Sicurezza dei dati personali costantemente in ascolto

assistente vocale
«Ho installato in ufficio un assistente vocale e vorrei capire se ci sono problemi per la sicurezza dei dati. È vero che ascolta le conversazioni anche quando non è attivo?», chiede un lettore di Sicurezza.

Risponde Gianluca Pomante, avvocato cassazionista esperto di Data Protection.

I sistemi di assistenza vocale sono dispositivi hardware integrati con un software che trasmette i comandi dell’utente a un server centrale, che ha il compito di elaborarli e trasformarli in istruzioni comprensibili dal dispositivo stesso e da quelli a esso collegati.

Gli assistenti vocali possono essere utilizzati per fare ricerche su Internet e per ottenere informazioni di tipo generico, come le condizioni meteo, la distanza rispetto a un punto da raggiungere, le informazioni turistiche su un luogo da visitare e, più in generale, informazioni comunemente reperibili sul web. Possono essere utilizzati anche per impartire comandi ad altri dispositivi ed è questo, forse, l’aspetto più interessante, perché, attraverso la rete Wi-Fi, sono in grado di interagire con smart TV, personal computer, smartphone e altri dispositivi compatibili.

Dal punto di vista della sicurezza, presentano un problema di non secondaria importanza, perché ogni strumento di assistenza vocale, dall’app installata sullo smartphone fino al device acquistato per la casa o l’ufficio, è costantemente in ascolto (salvo che non venga spento, privandolo dell’alimentazione elettrica), così da individuare le frasi convenzionali che precedono i comandi da eseguire (ehi Siri, ok Google ecc.).

Questo significa che, almeno teoricamente, ogni parola pronunciata nei pressi del dispositivo può essere ascoltata da remoto da chi ha accesso ai server che supportano le applicazioni e perfino registrata, com’è possibile verificare consultando la sezione “privacy” di un qualunque account sul quale sia attivo l’assistente vocale.

Le aziende adottano ovviamente un codice etico e sono tenute a rispettare le norme sulla tutela dei dati personali, ma tali garanzie non sono sufficienti a evitare che l’utente possa essere vittima di un abuso commesso da un dipendente infedele o dall’intervento di un’agenzia governativa, soprattutto per quanto riguarda il traffico di dati verso gli Stati Uniti, che hanno una legislazione interna in palese contrasto con il Reg.

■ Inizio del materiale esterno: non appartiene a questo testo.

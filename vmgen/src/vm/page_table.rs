use arrayvec::ArrayVec;
use fxhash::FxHashMap;
use log::*;
use rand::Rng;

use super::page::PageTable;
use crate::arch::{CanonicalRange, RangeKind, VmLayout};
use crate::error::FatalError;
use crate::interval::{Interval, IntervalSet};
use crate::memory::{AllocationError, AllocationOrder, PhysicalMemoryManager};
use crate::utils::DisplaySize;

/// The physical memory from which the page tables of a single address space are allocated.
///
/// Memory is taken from the [`PhysicalMemoryManager`] in blocks of several tables at once.
/// Tables are then carved out of those blocks in an order (top-down or bottom-up) that is fixed during setup.
#[derive(Clone, Debug)]
pub struct PageTableResourceConstraint {
    bank: usize,
    base_usable: IntervalSet,
    usable: IntervalSet,
    allocated: IntervalSet,
    table_size: u64,
    tables_per_block: u64,
    order: AllocationOrder,
    is_setup: bool,
}

impl PageTableResourceConstraint {
    /// Creates a constraint that allocates `tables_per_block` tables at a time from `bank`.
    /// [`PageTableResourceConstraint::setup`] must be called before tables can be allocated.
    pub fn new(bank: usize, tables_per_block: u64) -> Self {
        PageTableResourceConstraint {
            bank,
            base_usable: IntervalSet::new(),
            usable: IntervalSet::new(),
            allocated: IntervalSet::new(),
            table_size: 0,
            tables_per_block,
            order: AllocationOrder::BottomUp,
            is_setup: false,
        }
    }

    /// Fixes the region in which tables may be placed, the table size and the allocation order,
    /// and reserves the first block.
    pub fn setup(
        &mut self, base_usable: IntervalSet, layout: &VmLayout, memory: &mut PhysicalMemoryManager, rng: &mut impl Rng,
    ) -> Result<(), FatalError> {
        if self.is_setup {
            return Err(FatalError::AlreadySetUp("Page table resource constraint"));
        }

        if self.tables_per_block == 0 {
            return Err(FatalError::InvalidParameter(String::from("at least one table per block is needed")));
        }

        self.table_size = layout
            .ranges
            .iter()
            .map(|r| r.granule.table_size)
            .max()
            .ok_or_else(|| FatalError::InvalidParameter(String::from("the layout has no canonical ranges")))?;
        self.base_usable = base_usable;
        self.order = if rng.gen() {
            AllocationOrder::TopDown
        } else {
            AllocationOrder::BottomUp
        };
        self.is_setup = true;

        debug!(
            "Page tables of {} are allocated {} from {} in bank {}",
            DisplaySize(self.table_size),
            self.order,
            self.base_usable,
            self.bank
        );

        self.allocate_usable_block(None, memory, rng)
    }

    /// Carves a table of `size` bytes, aligned to `align`, out of the reserved blocks.
    /// New blocks are reserved as needed, outside `exclude`.
    pub fn allocate_page_table(
        &mut self, align: u64, size: u64, exclude: Option<&IntervalSet>, memory: &mut PhysicalMemoryManager,
        rng: &mut impl Rng,
    ) -> Result<u64, FatalError> {
        assert!(self.is_setup, "Page table resource constraint is used before it is set up");

        loop {
            let mut candidates = self.usable.clone();
            if let Some(exclude) = exclude {
                candidates.subtract_set(exclude);
            }

            if let Some(start) = self.order.pick(&candidates, align, size, rng) {
                let interval = Interval::from_start_size(start, size);
                self.usable.sub_interval(interval);
                self.allocated.add_interval(interval);
                trace!("Allocated page table at 0x{start:x}");

                return Ok(start);
            }

            self.allocate_usable_block(exclude, memory, rng)?;
        }
    }

    /// Reserves a new block of tables in the physical memory manager and adds it to the usable set.
    /// The size of the block is halved whenever no free block of that size exists.
    pub fn allocate_usable_block(
        &mut self, exclude: Option<&IntervalSet>, memory: &mut PhysicalMemoryManager, rng: &mut impl Rng,
    ) -> Result<(), FatalError> {
        let mut block_size = self.table_size * self.tables_per_block;
        while block_size >= self.table_size {
            match memory.allocate_page_table_block(
                self.bank,
                self.table_size,
                block_size,
                &self.base_usable,
                exclude,
                self.order,
                rng,
            ) {
                Ok(start) => {
                    debug!("Reserved page table block 0x{start:x}+{}", DisplaySize(block_size));
                    self.usable.add_interval(Interval::from_start_size(start, block_size));
                    return Ok(());
                },
                Err(AllocationError::NoSpace {
                    ..
                }) => {
                    debug!("No room for a page table block of {}", DisplaySize(block_size));
                    block_size /= 2;
                },
            }
        }

        Err(FatalError::OutOfPageTableSpace {
            bank: self.bank,
            table_size: self.table_size,
        })
    }

    /// The memory that has been reserved, but not yet used for a table.
    pub fn usable(&self) -> &IntervalSet {
        &self.usable
    }

    /// The memory used by tables.
    pub fn allocated(&self) -> &IntervalSet {
        &self.allocated
    }

    /// The size of a single table.
    pub fn table_size(&self) -> u64 {
        self.table_size
    }

    /// The bank from which tables are allocated.
    pub fn bank(&self) -> usize {
        self.bank
    }

    /// The allocation order picked during setup.
    pub fn order(&self) -> AllocationOrder {
        self.order
    }

    /// Returns true once [`PageTableResourceConstraint::setup`] has succeeded.
    pub fn is_setup(&self) -> bool {
        self.is_setup
    }
}

#[derive(Copy, Clone, Debug, PartialEq, Eq, Hash)]
struct TableKey {
    tree: usize,
    level: usize,
    index: u64,
}

/// Keeps track of the page tables of an address space.
///
/// Every canonical range has a root table, unless the layout shares a single root between all ranges.
/// Intermediate tables are allocated when the first page below them is committed.
/// The entries of the tables are not tracked.
#[derive(Clone, Debug)]
pub struct PageTableManager {
    resource: PageTableResourceConstraint,
    shared_root: bool,
    roots: ArrayVec<PageTable, 2>,
    tables: FxHashMap<TableKey, PageTable>,
}

impl PageTableManager {
    /// Sets up `resource` and allocates the root tables of `layout`.
    pub fn new(
        mut resource: PageTableResourceConstraint, base_usable: IntervalSet, layout: &VmLayout,
        memory: &mut PhysicalMemoryManager, rng: &mut impl Rng,
    ) -> Result<Self, FatalError> {
        resource.setup(base_usable, layout, memory, rng)?;

        let mut manager = PageTableManager {
            resource,
            shared_root: layout.shared_root,
            roots: ArrayVec::new(),
            tables: FxHashMap::default(),
        };

        let num_roots = if layout.shared_root { 1 } else { layout.ranges.len() };
        for range in layout.ranges.iter().take(num_roots) {
            let size = range.granule.table_size;
            let base = manager.resource.allocate_page_table(size, size, None, memory, rng)?;
            let root = PageTable {
                base,
                size,
                level: range.granule.root_level(),
                range: range.kind,
            };

            info!("Root page table for the {} range at 0x{base:x}", range.kind);
            manager.roots.push(root);
        }

        Ok(manager)
    }

    fn tree(&self, kind: RangeKind) -> usize {
        if self.shared_root {
            0
        } else {
            self.roots.iter().position(|r| r.range == kind).unwrap_or(self.roots.len())
        }
    }

    /// The root table through which addresses in `kind` are translated.
    pub fn root(&self, kind: RangeKind) -> Option<&PageTable> {
        self.roots.get(self.tree(kind))
    }

    /// Allocates every table between the root and a leaf entry at `leaf_level` for `va`, if it does not exist yet.
    /// The new tables are placed outside `exclude`.
    /// Returns the tables that were allocated.
    pub fn ensure_tables(
        &mut self, range: &CanonicalRange, va: u64, leaf_level: usize, exclude: &IntervalSet,
        memory: &mut PhysicalMemoryManager, rng: &mut impl Rng,
    ) -> Result<Vec<PageTable>, FatalError> {
        let granule = range.granule;
        let tree = self.tree(range.kind);
        let mut new_tables = Vec::new();

        for level in (leaf_level..granule.root_level()).rev() {
            let key = TableKey {
                tree,
                level,
                index: va / granule.entry_spans[level + 1],
            };

            if !self.tables.contains_key(&key) {
                let size = granule.table_size;
                let base = self.resource.allocate_page_table(size, size, Some(exclude), memory, rng)?;
                let table = PageTable {
                    base,
                    size,
                    level,
                    range: range.kind,
                };

                trace!("New level {level} table at 0x{base:x} for 0x{va:x}");
                self.tables.insert(key, table);
                new_tables.push(table);
            }
        }

        Ok(new_tables)
    }

    /// All tables, roots first.
    pub fn tables(&self) -> Vec<PageTable> {
        let mut tables = self.tables.values().copied().collect::<Vec<_>>();
        tables.sort_by_key(|t| (t.range, std::cmp::Reverse(t.level), t.base));

        self.roots.iter().copied().chain(tables).collect()
    }

    /// The physical memory from which tables are allocated.
    pub fn resource(&self) -> &PageTableResourceConstraint {
        &self.resource
    }

    /// Mutable access to the physical memory from which tables are allocated.
    pub fn resource_mut(&mut self) -> &mut PageTableResourceConstraint {
        &mut self.resource
    }
}
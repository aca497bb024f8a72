use vmgen::arch::riscv::MAX_PHYSICAL_ADDRESS;
use vmgen::interval::{BaseOffsetConstraint, IntervalSet};

use crate::{parse_interval_set, parse_u64, CliError};

#[derive(Clone, Debug, clap::Parser)]
pub struct OffsetsCommand {
    #[clap(long, default_value = "12")]
    /// The width of the offset field in bits.
    offset_size: u32,

    #[clap(long, default_value = "0")]
    /// The amount by which the offset is shifted left before it is added to the base.
    shift: u32,

    #[clap(long, value_parser = parse_u64)]
    /// The value of the base register.
    base: u64,

    #[clap(long, default_value = "1", value_parser = parse_u64)]
    /// The number of bytes accessed.
    access_size: u64,

    #[clap(long, value_parser = parse_interval_set)]
    /// The acceptable target addresses.
    target: IntervalSet,

    #[clap(long, value_parser = parse_u64)]
    /// The highest address that may be accessed. Defaults to the highest RISC-V physical address.
    max_address: Option<u64>,
}

impl OffsetsCommand {
    pub fn run(&self) -> Result<(), CliError> {
        let constraint = BaseOffsetConstraint::new(
            self.offset_size,
            self.shift,
            self.max_address.unwrap_or(MAX_PHYSICAL_ADDRESS),
        )?;
        let offsets = constraint.offset_constraint(self.base, self.access_size.max(1), &self.target);

        println!("{offsets}");
        Ok(())
    }
}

UE 679/2016, tanto che la Corte di Giustizia Europea, con la pronuncia Schrems II, ha sostanzialmente annullato l’accordo denominato Privacy Shield.

Sebbene la Commissione Europea sia successivamente intervenuta con la definizione di clausole contrattuali standard per disciplinare tali situazioni, in attesa di un nuovo accordo internazionale è preferibile evitare di installare tali dispositivi nelle stanze in cui è opportuno tutelare l’intimità familiare o nei locali aziendali in cui si discute di argomenti strettamente riservati.